## PROBLEM STATEMENT
Tally the lines of the records that contain the string "input", then give the total and nothing more.

┄┄┄┄┄┄

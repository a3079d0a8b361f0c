//! Analyzer configuration.
//!
//! The configuration is a JSON object. Keys the analyzer does not know are
//! kept as pass-through values for other consumers of the same file.

use serde::Deserialize;
use serde_json::{Map, Value};
use std::path::{Path, PathBuf};
use thiserror::Error;

pub const DEFAULT_THREADS: usize = 8;
pub const DEFAULT_DB: &str = "essentia.db";
pub const DEFAULT_DECODER: &str = "ffmpeg";

/// Keys whose values are never given a trailing separator.
const UNNORMALIZED_KEYS: &[&str] = &[
    "threads",
    "extractor",
    "port",
    "genres",
    "db",
    "lmsdb",
    "stop",
];

#[derive(Debug, Error)]
pub enum ConfigError {
    #[error("{0} does not exist")]
    FileMissing(PathBuf),

    #[error("Failed to read config file: {0}")]
    Read(#[from] std::io::Error),

    #[error("Failed to parse config file: {0}")]
    Parse(#[from] serde_json::Error),

    #[error("'{0}' not in config file")]
    MissingKey(&'static str),

    #[error("'{0}' does not exist")]
    PathMissing(String),
}

#[derive(Deserialize)]
struct RawConfig {
    essentia: Option<String>,
    lms: Option<String>,
    extractor: Option<String>,
    db: Option<String>,
    lmsdb: Option<String>,
    tmp: Option<String>,
    json_cache: Option<String>,
    threads: Option<usize>,
    stop: Option<String>,
    normalize_tags: Option<bool>,
    decoder: Option<String>,
    #[serde(flatten)]
    extra: Map<String, Value>,
}

/// Validated configuration record consumed by the indexer.
///
/// Directory-valued options (`essentia`, `lms`, `tmp`, `json_cache`) always
/// end with `/` so store keys can be taken as suffixes of absolute paths.
#[derive(Clone, Debug)]
pub struct Config {
    pub essentia: String,
    pub lms: String,
    pub extractor: PathBuf,
    pub db: PathBuf,
    pub lmsdb: Option<PathBuf>,
    pub tmp: Option<String>,
    pub json_cache: Option<String>,
    pub threads: usize,
    pub stop: Option<PathBuf>,
    pub normalize_tags: bool,
    pub decoder: String,
    pub extra: Map<String, Value>,
}

/// Append a trailing `/` unless one is already present.
pub fn with_trailing_separator(path: &str) -> String {
    if path.ends_with('/') {
        path.to_string()
    } else {
        format!("{}/", path)
    }
}

impl Config {
    /// Read and validate a configuration file.
    pub fn load(path: &Path) -> Result<Self, ConfigError> {
        if !path.exists() {
            return Err(ConfigError::FileMissing(path.to_path_buf()));
        }
        let text = std::fs::read_to_string(path)?;
        Self::from_json(&text)
    }

    /// Parse and validate configuration JSON.
    pub fn from_json(text: &str) -> Result<Self, ConfigError> {
        let raw: RawConfig = serde_json::from_str(text)?;

        let extractor = raw.extractor.ok_or(ConfigError::MissingKey("extractor"))?;
        let essentia = raw.essentia.ok_or(ConfigError::MissingKey("essentia"))?;
        let lms = raw.lms.ok_or(ConfigError::MissingKey("lms"))?;

        for required in [&essentia, &lms] {
            if !Path::new(required).exists() {
                return Err(ConfigError::PathMissing(required.clone()));
            }
        }
        for optional in [&raw.tmp, &raw.json_cache].into_iter().flatten() {
            if !Path::new(optional).exists() {
                return Err(ConfigError::PathMissing(optional.clone()));
            }
        }

        let extra = raw
            .extra
            .into_iter()
            .map(|(key, value)| match value {
                Value::String(s) if !UNNORMALIZED_KEYS.contains(&key.as_str()) => {
                    (key, Value::String(with_trailing_separator(&s)))
                }
                other => (key, other),
            })
            .collect();

        Ok(Config {
            essentia: with_trailing_separator(&essentia),
            lms: with_trailing_separator(&lms),
            extractor: PathBuf::from(extractor),
            db: PathBuf::from(raw.db.unwrap_or_else(|| DEFAULT_DB.to_string())),
            lmsdb: raw.lmsdb.map(PathBuf::from),
            tmp: raw.tmp.as_deref().map(with_trailing_separator),
            json_cache: raw.json_cache.as_deref().map(with_trailing_separator),
            threads: raw.threads.filter(|t| *t > 0).unwrap_or(DEFAULT_THREADS),
            stop: raw.stop.map(PathBuf::from),
            normalize_tags: raw.normalize_tags.unwrap_or(false),
            decoder: raw.decoder.unwrap_or_else(|| DEFAULT_DECODER.to_string()),
            extra,
        })
    }
}

#[cfg(test)]
mod tests {
    use super::*;
    use tempfile::TempDir;

    fn config_json(dir: &TempDir, extra: &str) -> String {
        let root = dir.path().display();
        format!(
            r#"{{"essentia": "{root}", "lms": "{root}", "extractor": "/usr/bin/extractor"{extra}}}"#
        )
    }

    #[test]
    fn test_defaults_and_trailing_separator() {
        let dir = TempDir::new().unwrap();
        let config = Config::from_json(&config_json(&dir, "")).unwrap();

        assert_eq!(config.threads, DEFAULT_THREADS);
        assert!(config.essentia.ends_with('/'));
        assert!(config.lms.ends_with('/'));
        assert_eq!(config.db, PathBuf::from(DEFAULT_DB));
        assert_eq!(config.extractor, PathBuf::from("/usr/bin/extractor"));
        assert!(!config.normalize_tags);
        assert_eq!(config.decoder, DEFAULT_DECODER);
    }

    #[test]
    fn test_passthrough_keys() {
        let dir = TempDir::new().unwrap();
        let config = Config::from_json(&config_json(
            &dir,
            r#", "port": "11000", "genres": "x", "other": "/srv/data", "threads": 2"#,
        ))
        .unwrap();

        assert_eq!(config.threads, 2);
        assert_eq!(config.extra["port"], Value::String("11000".to_string()));
        assert_eq!(config.extra["genres"], Value::String("x".to_string()));
        assert_eq!(config.extra["other"], Value::String("/srv/data/".to_string()));
    }

    #[test]
    fn test_missing_extractor() {
        let dir = TempDir::new().unwrap();
        let root = dir.path().display();
        let json = format!(r#"{{"essentia": "{root}", "lms": "{root}"}}"#);
        let err = Config::from_json(&json).unwrap_err();
        assert!(err.to_string().contains("'extractor' not in config file"));
    }

    #[test]
    fn test_missing_library_root() {
        let json = r#"{"essentia": "/nonexistent/music", "lms": "/tmp", "extractor": "x"}"#;
        assert!(matches!(Config::from_json(json), Err(ConfigError::PathMissing(_))));
    }

    #[test]
    fn test_missing_cache_dir() {
        let dir = TempDir::new().unwrap();
        let err = Config::from_json(&config_json(&dir, r#", "json_cache": "/nonexistent/cache""#));
        assert!(matches!(err, Err(ConfigError::PathMissing(_))));
    }

    #[test]
    fn test_unparsable() {
        assert!(matches!(Config::from_json("{not json"), Err(ConfigError::Parse(_))));
    }

    #[test]
    fn test_load_missing_file() {
        let err = Config::load(Path::new("/nonexistent/config.json"));
        assert!(matches!(err, Err(ConfigError::FileMissing(_))));
    }
}
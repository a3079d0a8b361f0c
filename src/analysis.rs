//! Analysis engine.
//!
//! Each job resolves its tags, then its features (cache hit, or a fresh run
//! of the external extractor), and reports a `JobOutcome`. Jobs run on a
//! bounded rayon pool; outcomes stream back to the caller over a channel in
//! completion order so the caller can write them from a single thread.

use crossbeam_channel::unbounded;
use std::path::{Path, PathBuf};
use std::process::{Command, Stdio};
use std::sync::Arc;

use crate::cache::ExtractionCache;
use crate::models::{CandidateJob, FeatureVector, JobOutcome, SkipReason, TagSet, TrackRecord};
use crate::progress::PhaseProgress;
use crate::tags::TagSource;

/// Mode literal passed as the extractor's third argument.
pub const EXTRACTOR_PROFILE: &str = "profile";

/// Anything that turns an audio file into an extractor JSON document.
pub trait FeatureExtractor: Send + Sync {
    /// Run to completion. An `Err` means the process could not be run at
    /// all; a run that leaves no output is detected by the caller.
    fn extract(&self, input: &Path, output: &Path) -> std::io::Result<()>;
}

/// Spawns the extractor binary: `<binary> <input> <output> profile`.
pub struct CommandExtractor {
    binary: PathBuf,
}

impl CommandExtractor {
    pub fn new(binary: &Path) -> Self {
        Self {
            binary: binary.to_path_buf(),
        }
    }
}

impl FeatureExtractor for CommandExtractor {
    fn extract(&self, input: &Path, output: &Path) -> std::io::Result<()> {
        let status = Command::new(&self.binary)
            .arg(input)
            .arg(output)
            .arg(EXTRACTOR_PROFILE)
            .stdin(Stdio::null())
            .stdout(Stdio::null())
            .stderr(Stdio::null())
            .status()?;
        if !status.success() {
            tracing::debug!("Extractor exited with {} for {}", status, input.display());
        }
        Ok(())
    }
}

/// Cooperative stop marker. Checked, never waited on.
#[derive(Clone, Debug, Default)]
pub struct StopSentinel(Option<PathBuf>);

impl StopSentinel {
    pub fn new(path: Option<PathBuf>) -> Self {
        Self(path)
    }

    pub fn is_set(&self) -> bool {
        self.0.as_deref().map_or(false, Path::exists)
    }
}

/// What the engine does with each job.
#[derive(Clone, Copy, Debug, PartialEq, Eq)]
pub enum RunMode {
    /// Tags and features.
    Full,
    /// Tags only, for rows the store already has.
    MetaOnly,
}

pub struct AnalysisEngine {
    extractor: Arc<dyn FeatureExtractor>,
    tags: Arc<dyn TagSource>,
    cache: ExtractionCache,
    scratch: PathBuf,
    stop: StopSentinel,
    normalize: bool,
    threads: usize,
}

impl AnalysisEngine {
    pub fn new(
        extractor: Arc<dyn FeatureExtractor>,
        tags: Arc<dyn TagSource>,
        cache: ExtractionCache,
        scratch: &Path,
    ) -> Self {
        Self {
            extractor,
            tags,
            cache,
            scratch: scratch.to_path_buf(),
            stop: StopSentinel::default(),
            normalize: false,
            threads: crate::config::DEFAULT_THREADS,
        }
    }

    pub fn with_stop(mut self, stop: StopSentinel) -> Self {
        self.stop = stop;
        self
    }

    pub fn with_normalize(mut self, normalize: bool) -> Self {
        self.normalize = normalize;
        self
    }

    pub fn with_threads(mut self, threads: usize) -> Self {
        self.threads = threads.max(1);
        self
    }

    fn skip(job: &CandidateJob, reason: SkipReason) -> JobOutcome {
        JobOutcome::Skipped {
            key: job.key.clone(),
            reason,
        }
    }

    /// CUE sub-tracks carry their resolved tags; everything else is probed.
    fn resolve_tags(&self, job: &CandidateJob) -> Option<TagSet> {
        match &job.cue {
            Some(cue) => Some(cue.tags.clone()),
            None => self.tags.read_tags(&job.path, self.normalize),
        }
    }

    /// Cached features, or a fresh extraction settled into the cache.
    fn resolve_features(
        &self,
        idx: usize,
        job: &CandidateJob,
        total: usize,
    ) -> Result<FeatureVector, SkipReason> {
        if let Some(features) = self.cache.lookup(&job.key) {
            tracing::debug!("Using cached analyze results for {}", job.key);
            return Ok(features);
        }

        if !job.path.exists() {
            return Err(SkipReason::SourceMissing);
        }

        let target = self
            .cache
            .output_target(&job.key, idx, &self.scratch)
            .map_err(|e| SkipReason::ExtractorFailed(e.to_string()))?;

        if self.stop.is_set() {
            return Err(SkipReason::Stopped);
        }

        self.extractor
            .extract(&job.path, target.path())
            .map_err(|e| SkipReason::ExtractorFailed(e.to_string()))?;

        if !target.path().exists() {
            tracing::error!("[{}/{}] Analysis of {} failed", idx, total, job.key);
            return Err(SkipReason::NoExtractorOutput);
        }

        self.cache.absorb(&target).ok_or(SkipReason::MalformedJson)
    }

    /// Full analysis of one job. Never panics on bad input; every failure
    /// becomes a skip.
    ///
    /// Features are resolved before tags, so an untagged file still lands in
    /// the cache and only the row is withheld.
    pub fn analyze_track(&self, idx: usize, job: &CandidateJob, total: usize) -> JobOutcome {
        if self.stop.is_set() {
            return Self::skip(job, SkipReason::Stopped);
        }
        tracing::info!("[{}/{}] Analyze: {}", idx, total, job.key);

        let features = match self.resolve_features(idx, job, total) {
            Ok(features) => features,
            Err(reason) => return Self::skip(job, reason),
        };

        match self.resolve_tags(job) {
            Some(tags) => JobOutcome::Analysed(TrackRecord {
                key: job.key.clone(),
                tags,
                features,
            }),
            None => Self::skip(job, SkipReason::MissingTags),
        }
    }

    /// Tags only.
    pub fn refresh_track(&self, idx: usize, job: &CandidateJob, total: usize) -> JobOutcome {
        if self.stop.is_set() {
            return Self::skip(job, SkipReason::Stopped);
        }
        tracing::info!("[{}/{}] Update: {}", idx, total, job.key);

        match self.resolve_tags(job) {
            Some(tags) => JobOutcome::Refreshed {
                key: job.key.clone(),
                tags,
            },
            None => Self::skip(job, SkipReason::MissingTags),
        }
    }

    /// Run every job on the pool and hand each outcome to `handler` on the
    /// calling thread as soon as it completes.
    pub fn run<F>(&self, jobs: &[CandidateJob], mode: RunMode, mut handler: F) -> anyhow::Result<()>
    where
        F: FnMut(JobOutcome),
    {
        let total = jobs.len();
        if total == 0 {
            return Ok(());
        }

        let pool = rayon::ThreadPoolBuilder::new()
            .num_threads(self.threads)
            .thread_name(|i| format!("analysis-{}", i))
            .build()?;

        let phase = match mode {
            RunMode::Full => "Analysing",
            RunMode::MetaOnly => "Updating metadata",
        };
        let progress = PhaseProgress::new(phase, total as u64);
        let (tx, rx) = unbounded::<JobOutcome>();

        std::thread::scope(|s| {
            s.spawn(move || {
                pool.scope(|scope| {
                    for (i, job) in jobs.iter().enumerate() {
                        let tx = tx.clone();
                        scope.spawn(move |_| {
                            let outcome = match mode {
                                RunMode::Full => self.analyze_track(i + 1, job, total),
                                RunMode::MetaOnly => self.refresh_track(i + 1, job, total),
                            };
                            // Receiver outlives the pool scope.
                            let _ = tx.send(outcome);
                        });
                    }
                });
                drop(tx);
            });

            for outcome in rx.iter() {
                progress.tick();
                handler(outcome);
            }
        });

        progress.finish(&format!("{} jobs", total));
        Ok(())
    }
}
use anyhow::{Context, Result};
use clap::{Parser, ValueEnum};
use std::path::PathBuf;
use std::sync::Arc;

use essentia_index::analysis::CommandExtractor;
use essentia_index::config::Config;
use essentia_index::indexer::{self, RunOptions};
use essentia_index::progress::{init_logging, set_log_only};
use essentia_index::tags::TagReader;

#[derive(Clone, Copy, Debug, ValueEnum)]
enum LogLevel {
    Error,
    Warn,
    Info,
    Debug,
    Trace,
}

impl LogLevel {
    fn as_filter(self) -> &'static str {
        match self {
            LogLevel::Error => "error",
            LogLevel::Warn => "warn",
            LogLevel::Info => "info",
            LogLevel::Debug => "debug",
            LogLevel::Trace => "trace",
        }
    }
}

#[derive(Parser)]
#[command(name = "essentia-analyzer")]
#[command(about = "Analyse a music library with Essentia and index the results in SQLite")]
struct Args {
    /// Config file
    #[arg(short, long, default_value = "config.json")]
    config: PathBuf,

    #[arg(short, long, value_enum, default_value = "info")]
    log_level: LogLevel,

    /// Update metadata database only
    #[arg(short, long)]
    meta_only: bool,

    /// Do not remove non-existent tracks from DB
    #[arg(short, long)]
    keep_old: bool,

    /// Hide progress bars, log periodic progress lines instead
    #[arg(long)]
    log_only: bool,
}

fn main() -> Result<()> {
    let args = Args::parse();
    init_logging(args.log_level.as_filter());
    set_log_only(args.log_only);

    let config = Config::load(&args.config)
        .with_context(|| format!("Failed to load {}", args.config.display()))?;

    let options = RunOptions {
        remove_old: !args.keep_old,
        meta_only: args.meta_only,
    };
    let extractor = Arc::new(CommandExtractor::new(&config.extractor));
    let tags = Arc::new(TagReader::new());

    indexer::run(&config, options, extractor, tags)?;
    tracing::debug!("Finished analysis");
    Ok(())
}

┄┄┄┄┄┄

## COMPLETED EXERCISE
6